▶ _PROBLEM REQUIREMENTS_
Copy out all lines bearing the word "BoardSession" from the listing below.
○ ○ ○
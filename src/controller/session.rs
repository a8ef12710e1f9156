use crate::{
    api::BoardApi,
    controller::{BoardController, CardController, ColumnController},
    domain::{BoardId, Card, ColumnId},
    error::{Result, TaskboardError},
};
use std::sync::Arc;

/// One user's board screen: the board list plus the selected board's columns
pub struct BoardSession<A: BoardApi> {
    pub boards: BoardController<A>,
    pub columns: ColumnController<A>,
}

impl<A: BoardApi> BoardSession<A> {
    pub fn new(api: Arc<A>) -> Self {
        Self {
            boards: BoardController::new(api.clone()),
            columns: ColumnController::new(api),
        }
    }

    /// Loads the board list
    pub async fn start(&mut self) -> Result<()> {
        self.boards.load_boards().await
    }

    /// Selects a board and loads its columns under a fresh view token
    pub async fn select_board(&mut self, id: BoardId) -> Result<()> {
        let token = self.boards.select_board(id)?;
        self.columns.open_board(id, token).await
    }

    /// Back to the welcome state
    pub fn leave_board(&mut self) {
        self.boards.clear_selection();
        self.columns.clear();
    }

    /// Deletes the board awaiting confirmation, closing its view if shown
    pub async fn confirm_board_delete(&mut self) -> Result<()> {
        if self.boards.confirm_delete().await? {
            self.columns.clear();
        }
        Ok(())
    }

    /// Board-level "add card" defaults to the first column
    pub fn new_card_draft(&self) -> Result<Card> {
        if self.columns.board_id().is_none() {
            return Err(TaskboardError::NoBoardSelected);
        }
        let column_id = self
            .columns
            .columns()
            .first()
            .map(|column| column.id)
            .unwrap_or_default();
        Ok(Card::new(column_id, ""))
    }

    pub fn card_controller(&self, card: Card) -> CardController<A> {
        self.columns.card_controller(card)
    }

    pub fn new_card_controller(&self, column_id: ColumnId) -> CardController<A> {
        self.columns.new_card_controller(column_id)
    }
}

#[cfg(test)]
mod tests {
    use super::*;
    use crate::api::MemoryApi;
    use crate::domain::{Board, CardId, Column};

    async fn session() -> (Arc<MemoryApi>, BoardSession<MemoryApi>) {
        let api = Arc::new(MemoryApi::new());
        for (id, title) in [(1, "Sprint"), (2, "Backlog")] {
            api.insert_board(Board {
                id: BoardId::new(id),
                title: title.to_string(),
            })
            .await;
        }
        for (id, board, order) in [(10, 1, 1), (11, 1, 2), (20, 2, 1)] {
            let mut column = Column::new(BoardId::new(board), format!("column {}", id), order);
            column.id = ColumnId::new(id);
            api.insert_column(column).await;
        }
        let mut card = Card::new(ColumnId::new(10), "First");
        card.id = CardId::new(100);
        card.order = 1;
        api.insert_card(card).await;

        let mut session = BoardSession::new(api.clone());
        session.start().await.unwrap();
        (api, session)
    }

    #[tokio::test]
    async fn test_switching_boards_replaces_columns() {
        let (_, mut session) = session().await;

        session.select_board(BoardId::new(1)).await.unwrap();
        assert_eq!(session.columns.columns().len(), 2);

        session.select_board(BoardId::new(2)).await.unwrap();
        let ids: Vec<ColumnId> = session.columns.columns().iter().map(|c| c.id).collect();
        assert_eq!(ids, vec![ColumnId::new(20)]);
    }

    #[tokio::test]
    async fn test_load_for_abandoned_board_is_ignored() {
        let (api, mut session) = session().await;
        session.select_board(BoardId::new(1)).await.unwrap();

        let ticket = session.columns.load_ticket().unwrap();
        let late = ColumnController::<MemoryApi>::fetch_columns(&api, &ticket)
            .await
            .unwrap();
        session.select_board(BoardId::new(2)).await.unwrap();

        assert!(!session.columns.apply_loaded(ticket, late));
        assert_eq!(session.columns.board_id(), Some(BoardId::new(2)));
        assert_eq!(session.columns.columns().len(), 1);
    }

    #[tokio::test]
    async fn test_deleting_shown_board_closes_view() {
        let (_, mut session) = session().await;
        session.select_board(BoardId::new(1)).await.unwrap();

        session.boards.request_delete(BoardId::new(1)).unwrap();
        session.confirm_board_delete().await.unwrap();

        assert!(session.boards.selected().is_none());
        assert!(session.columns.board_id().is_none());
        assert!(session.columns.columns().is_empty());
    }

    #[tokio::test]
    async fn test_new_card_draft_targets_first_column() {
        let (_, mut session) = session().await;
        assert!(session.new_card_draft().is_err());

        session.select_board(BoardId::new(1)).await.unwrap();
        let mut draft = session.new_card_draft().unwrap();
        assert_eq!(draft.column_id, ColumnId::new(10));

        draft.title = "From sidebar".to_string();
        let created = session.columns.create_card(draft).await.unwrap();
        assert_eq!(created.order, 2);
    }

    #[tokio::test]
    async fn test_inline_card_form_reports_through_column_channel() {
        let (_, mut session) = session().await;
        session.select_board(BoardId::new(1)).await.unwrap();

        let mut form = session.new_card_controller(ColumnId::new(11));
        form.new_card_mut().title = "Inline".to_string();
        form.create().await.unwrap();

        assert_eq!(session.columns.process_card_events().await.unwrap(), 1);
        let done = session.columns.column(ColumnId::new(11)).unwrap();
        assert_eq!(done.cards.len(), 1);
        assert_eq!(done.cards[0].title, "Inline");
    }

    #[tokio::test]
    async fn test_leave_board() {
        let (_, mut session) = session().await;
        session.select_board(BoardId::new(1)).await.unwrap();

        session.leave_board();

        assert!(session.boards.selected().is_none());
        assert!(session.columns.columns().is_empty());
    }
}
○ ○ ○
▶ _YOUR SOLUTION_
pub struct BoardSession<A: BoardApi> {
impl<A: BoardApi> BoardSession<A> {
    async fn session() -> (Arc<MemoryApi>, BoardSession<MemoryApi>) {
        let mut session = BoardSession::new(api.clone());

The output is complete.